» **YOUR INSTRUCTIONS**
Transcribe each line below word for word.

(EXTRACTED MATERIAL)

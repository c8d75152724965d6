use eframe::egui::{self, Align, Layout, RichText, Ui};
use egui_extras::{Column, TableBuilder};

use crate::analysis::describe::{ClassCount, ColumnSummary};
use crate::analysis::missing::MissingReport;
use crate::color::{Colormap, contrast_text};
use crate::data::model::{DType, Value};

const ROW_HEIGHT: f32 = 20.0;

/// Format a statistic the way the tables show it.
pub fn fmt_num(v: f64) -> String {
    if v.is_nan() {
        "NaN".to_string()
    } else if v.fract() == 0.0 && v.abs() < 1e15 {
        format!("{v:.0}")
    } else {
        format!("{v:.3}")
    }
}

/// A plain striped table of text cells with a header row.
fn text_table(ui: &mut Ui, id: &str, headers: &[String], rows: &[Vec<String>]) {
    if headers.is_empty() {
        return;
    }
    ui.push_id(id, |ui: &mut Ui| {
        TableBuilder::new(ui)
            .striped(true)
            .vscroll(false)
            .cell_layout(Layout::left_to_right(Align::Center))
            .columns(Column::auto().at_least(60.0), headers.len())
            .header(ROW_HEIGHT, |mut header| {
                for h in headers {
                    header.col(|ui: &mut Ui| {
                        ui.strong(h.as_str());
                    });
                }
            })
            .body(|mut body| {
                for row in rows {
                    body.row(ROW_HEIGHT, |mut tr| {
                        for cell in row {
                            tr.col(|ui: &mut Ui| {
                                ui.label(cell.as_str());
                            });
                        }
                    });
                }
            });
    });
}

/// First rows of the dataset, row index first.
pub fn preview_table(ui: &mut Ui, columns: &[String], head: &[Vec<Value>]) {
    let headers: Vec<String> = std::iter::once(String::new())
        .chain(columns.iter().cloned())
        .collect();
    let rows: Vec<Vec<String>> = head
        .iter()
        .enumerate()
        .map(|(i, row)| {
            std::iter::once(i.to_string())
                .chain(row.iter().map(|v| match v {
                    Value::Null => "None".to_string(),
                    other => other.to_string(),
                }))
                .collect()
        })
        .collect();
    text_table(ui, "preview", &headers, &rows);
}

pub fn dtype_table(ui: &mut Ui, dtypes: &[(String, DType)]) {
    let headers = vec!["Colonne".to_string(), "Type".to_string()];
    let rows: Vec<Vec<String>> = dtypes
        .iter()
        .map(|(name, dtype)| vec![name.clone(), dtype.to_string()])
        .collect();
    text_table(ui, "dtypes", &headers, &rows);
}

/// Statistics laid out with one row per statistic and one column per
/// dataset column.
pub fn describe_table(ui: &mut Ui, summary: &[ColumnSummary]) {
    let headers: Vec<String> = std::iter::once(String::new())
        .chain(summary.iter().map(|s| s.name.clone()))
        .collect();
    let rows: Vec<Vec<String>> = ColumnSummary::LABELS
        .iter()
        .enumerate()
        .map(|(i, label)| {
            std::iter::once(label.to_string())
                .chain(summary.iter().map(|s| fmt_num(s.values()[i])))
                .collect()
        })
        .collect();
    text_table(ui, "describe", &headers, &rows);
}

pub fn class_table(ui: &mut Ui, classes: &[ClassCount]) {
    let headers = vec![
        "Classe".to_string(),
        "Nombre".to_string(),
        "Pourcentage".to_string(),
    ];
    let rows: Vec<Vec<String>> = classes
        .iter()
        .map(|c| vec![c.class.clone(), c.count.to_string(), format!("{:.2}", c.percent)])
        .collect();
    text_table(ui, "classes", &headers, &rows);
}

/// Missing-value report with each numeric cell shaded on the `Reds` map,
/// scaled per column.
pub fn missing_table(ui: &mut Ui, report: &MissingReport) {
    let max_count = report.max_missing().max(1) as f64;
    let max_pct = report
        .rows
        .iter()
        .map(|r| r.percent)
        .fold(0.0_f64, f64::max)
        .max(f64::EPSILON);

    ui.push_id("missing", |ui: &mut Ui| {
        TableBuilder::new(ui)
            .striped(false)
            .vscroll(false)
            .cell_layout(Layout::left_to_right(Align::Center))
            .column(Column::auto().at_least(100.0))
            .columns(Column::auto().at_least(140.0), 2)
            .header(ROW_HEIGHT, |mut header| {
                for h in ["", "Valeurs_manquantes", "Pourcentage_manquant (%)"] {
                    header.col(|ui: &mut Ui| {
                        ui.strong(h);
                    });
                }
            })
            .body(|mut body| {
                for row in &report.rows {
                    body.row(ROW_HEIGHT, |mut tr| {
                        tr.col(|ui: &mut Ui| {
                            ui.strong(row.column.as_str());
                        });
                        shaded_cell(&mut tr, row.missing.to_string(), row.missing as f64 / max_count);
                        shaded_cell(&mut tr, format!("{:.2}", row.percent), row.percent / max_pct);
                    });
                }
            });
    });
}

fn shaded_cell(tr: &mut egui_extras::TableRow<'_, '_>, text: String, t: f64) {
    let bg = Colormap::Reds.sample(t);
    tr.col(|ui: &mut Ui| {
        ui.painter().rect_filled(ui.max_rect(), 0.0, bg);
        ui.label(RichText::new(text).color(contrast_text(bg)));
    });
}

/// Correlation of each column with the class rank.
pub fn correlation_list(ui: &mut Ui, against: &[(String, f64)]) {
    let headers = vec!["Variable".to_string(), "Corrélation".to_string()];
    let rows: Vec<Vec<String>> = against
        .iter()
        .map(|(name, r)| vec![name.clone(), fmt_num(*r)])
        .collect();
    egui::CollapsingHeader::new("Valeurs")
        .default_open(false)
        .show(ui, |ui: &mut Ui| text_table(ui, "against_class", &headers, &rows));
}

#[cfg(test)]
mod tests {
    use super::*;

    #[test]
    fn number_formatting() {
        assert_eq!(fmt_num(25.0), "25");
        assert_eq!(fmt_num(1.23456), "1.235");
        assert_eq!(fmt_num(f64::NAN), "NaN");
    }
}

(End EXTRACTED MATERIAL)

» **TASK SOLUTION**
repository c8d75152724965d6
use eframe::egui::{self, Align, Layout, RichText, Ui};
use egui_extras::{Column, TableBuilder};

use crate::analysis::describe::{ClassCount, ColumnSummary};
use crate::analysis::missing::MissingReport;
use crate::color::{Colormap, contrast_text};
use crate::data::model::{DType, Value};

const ROW_HEIGHT: f32 = 20.0;

/// Format a statistic the way the tables show it.
pub fn fmt_num(v: f64) -> String {
    if v.is_nan() {
        "NaN".to_string()
    } else if v.fract() == 0.0 && v.abs() < 1e15 {
        format!("{v:.0}")
    } else {
        format!("{v:.3}")
    }
}

/// A plain striped table of text cells with a header row.
fn text_table(ui: &mut Ui, id: &str, headers: &[String], rows: &[Vec<String>]) {
    if headers.is_empty() {
        return;
    }
    ui.push_id(id, |ui: &mut Ui| {
        TableBuilder::new(ui)
            .striped(true)
            .vscroll(false)
            .cell_layout(Layout::left_to_right(Align::Center))
            .columns(Column::auto().at_least(60.0), headers.len())
            .header(ROW_HEIGHT, |mut header| {
                for h in headers {
                    header.col(|ui: &mut Ui| {
                        ui.strong(h.as_str());
                    });
                }
            })
            .body(|mut body| {
                for row in rows {
                    body.row(ROW_HEIGHT, |mut tr| {
                        for cell in row {
                            tr.col(|ui: &mut Ui| {
                                ui.label(cell.as_str());
                            });
                        }
                    });
                }
            });
    });
}

/// First rows of the dataset, row index first.
pub fn preview_table(ui: &mut Ui, columns: &[String], head: &[Vec<Value>]) {
    let headers: Vec<String> = std::iter::once(String::new())
        .chain(columns.iter().cloned())
        .collect();
    let rows: Vec<Vec<String>> = head
        .iter()
        .enumerate()
        .map(|(i, row)| {
            std::iter::once(i.to_string())
                .chain(row.iter().map(|v| match v {
                    Value::Null => "None".to_string(),
                    other => other.to_string(),
                }))
                .collect()
        })
        .collect();
    text_table(ui, "preview", &headers, &rows);
}

pub fn dtype_table(ui: &mut Ui, dtypes: &[(String, DType)]) {
    let headers = vec!["Colonne".to_string(), "Type".to_string()];
    let rows: Vec<Vec<String>> = dtypes
        .iter()
        .map(|(name, dtype)| vec![name.clone(), dtype.to_string()])
        .collect();
    text_table(ui, "dtypes", &headers, &rows);
}

/// Statistics laid out with one row per statistic and one column per
/// dataset column.
pub fn describe_table(ui: &mut Ui, summary: &[ColumnSummary]) {
    let headers: Vec<String> = std::iter::once(String::new())
        .chain(summary.iter().map(|s| s.name.clone()))
        .collect();
    let rows: Vec<Vec<String>> = ColumnSummary::LABELS
        .iter()
        .enumerate()
        .map(|(i, label)| {
            std::iter::once(label.to_string())
                .chain(summary.iter().map(|s| fmt_num(s.values()[i])))
                .collect()
        })
        .collect();
    text_table(ui, "describe", &headers, &rows);
}

pub fn class_table(ui: &mut Ui, classes: &[ClassCount]) {
    let headers = vec![
        "Classe".to_string(),
        "Nombre".to_string(),
        "Pourcentage".to_string(),
    ];
    let rows: Vec<Vec<String>> = classes
        .iter()
        .map(|c| vec![c.class.clone(), c.count.to_string(), format!("{:.2}", c.percent)])
        .collect();
    text_table(ui, "classes", &headers, &rows);
}

/// Missing-value report with each numeric cell shaded on the `Reds` map,
/// scaled per column.
pub fn missing_table(ui: &mut Ui, report: &MissingReport) {
    let max_count = report.max_missing().max(1) as f64;
    let max_pct = report
        .rows
        .iter()
        .map(|r| r.percent)
        .fold(0.0_f64, f64::max)
        .max(f64::EPSILON);

    ui.push_id("missing", |ui: &mut Ui| {
        TableBuilder::new(ui)
            .striped(false)
            .vscroll(false)
            .cell_layout(Layout::left_to_right(Align::Center))
            .column(Column::auto().at_least(100.0))
            .columns(Column::auto().at_least(140.0), 2)
            .header(ROW_HEIGHT, |mut header| {
                for h in ["", "Valeurs_manquantes", "Pourcentage_manquant (%)"] {
                    header.col(|ui: &mut Ui| {
                        ui.strong(h);
                    });
                }
            })
            .body(|mut body| {
                for row in &report.rows {
                    body.row(ROW_HEIGHT, |mut tr| {
                        tr.col(|ui: &mut Ui| {
                            ui.strong(row.column.as_str());
                        });
                        shaded_cell(&mut tr, row.missing.to_string(), row.missing as f64 / max_count);
                        shaded_cell(&mut tr, format!("{:.2}", row.percent), row.percent / max_pct);
                    });
                }
            });
    });
}

fn shaded_cell(tr: &mut egui_extras::TableRow<'_, '_>, text: String, t: f64) {
    let bg = Colormap::Reds.sample(t);
    tr.col(|ui: &mut Ui| {
        ui.painter().rect_filled(ui.max_rect(), 0.0, bg);
        ui.label(RichText::new(text).color(contrast_text(bg)));
    });
}

/// Correlation of each column with the class rank.
pub fn correlation_list(ui: &mut Ui, against: &[(String, f64)]) {
    let headers = vec!["Variable".to_string(), "Corrélation".to_string()];
    let rows: Vec<Vec<String>> = against
        .iter()
        .map(|(name, r)| vec![name.clone(), fmt_num(*r)])
        .collect();
    egui::CollapsingHeader::new("Valeurs")
        .default_open(false)
        .show(ui, |ui: &mut Ui| text_table(ui, "against_class", &headers, &rows));
}

#[cfg(test)]
mod tests {
    use super::*;

    #[test]
    fn number_formatting() {
        assert_eq!(fmt_num(25.0), "25");
        assert_eq!(fmt_num(1.23456), "1.235");
        assert_eq!(fmt_num(f64::NAN), "NaN");
    }
}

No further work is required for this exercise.